What is required: Report each line of the entries below that has the word "datetime" in it.

Dataset content:
++++++++++
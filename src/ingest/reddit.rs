use anyhow::Result;
use async_trait::async_trait;
use serde::{Deserialize, Serialize};
use std::path::{Path, PathBuf};
use tracing::{debug, info, warn};

use super::{parse_export_timestamp, MessageFeed, MessageSource, RawMessage};

/// One archived entry from a subreddit dump: either a submission title or
/// a comment beneath one.
#[derive(Debug, Clone, Serialize, Deserialize)]
pub struct RedditEntry {
    pub body: String,
    pub datetime: String,
    #[serde(default)]
    pub ups: i64,
    #[serde(default)]
    pub downs: i64,
    #[serde(rename = "type")]
    pub kind: String,
    pub id: String,
    #[serde(default)]
    pub parent: Option<String>,
}

/// Reader for archived subreddit threads (JSON dumps)
///
/// Keeps only queue-related submissions and drops the usual bot and
/// moderation noise; the live download path is out of scope, the dumps
/// are produced by an external downloader.
pub struct RedditDumpReader {
    path: PathBuf,
    /// Bodies containing any of these are discarded
    blacklist: Vec<String>,
}

impl RedditDumpReader {
    pub fn new<P: AsRef<Path>>(path: P) -> Self {
        Self {
            path: path.as_ref().to_path_buf(),
            blacklist: vec![
                "I am a bot",
                "cancellato",
                "rimosso",
                "removed",
                "deleted",
            ]
            .into_iter()
            .map(String::from)
            .collect(),
        }
    }

    /// Convert dump entries into crowd reports. Titles must mention the
    /// queue; comments ride along with their thread.
    pub fn convert_entries(&self, entries: &[RedditEntry]) -> Vec<RawMessage> {
        let mut messages = Vec::new();

        for entry in entries {
            if entry.body.is_empty() {
                continue;
            }
            if self.blacklist.iter().any(|term| entry.body.contains(term)) {
                continue;
            }
            if entry.kind == "title" && !entry.body.to_lowercase().contains("queue") {
                continue;
            }

            let timestamp = match parse_export_timestamp(&entry.datetime) {
                Ok(ts) => ts,
                Err(e) => {
                    warn!("skipping reddit entry {}: {}", entry.id, e);
                    continue;
                }
            };

            messages.push(RawMessage {
                sender: entry.id.clone(),
                text: entry.body.clone(),
                timestamp,
                source: MessageSource::Reddit,
            });
        }

        messages
    }

    pub async fn read_all(&self) -> Result<Vec<RawMessage>> {
        let content = tokio::fs::read_to_string(&self.path).await?;
        let entries: Vec<RedditEntry> = serde_json::from_str(&content)?;
        debug!("loaded {} dump entries", entries.len());

        let mut messages = self.convert_entries(&entries);
        messages.sort_by_key(|m| m.timestamp);
        info!(
            "read {} reddit messages from {}",
            messages.len(),
            self.path.display()
        );
        Ok(messages)
    }
}

#[async_trait]
impl MessageFeed for RedditDumpReader {
    async fn fetch(&self) -> Result<Vec<RawMessage>> {
        self.read_all().await
    }
}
++++++++++
Completed exercise:
    pub datetime: String,
            let timestamp = match parse_export_timestamp(&entry.datetime) {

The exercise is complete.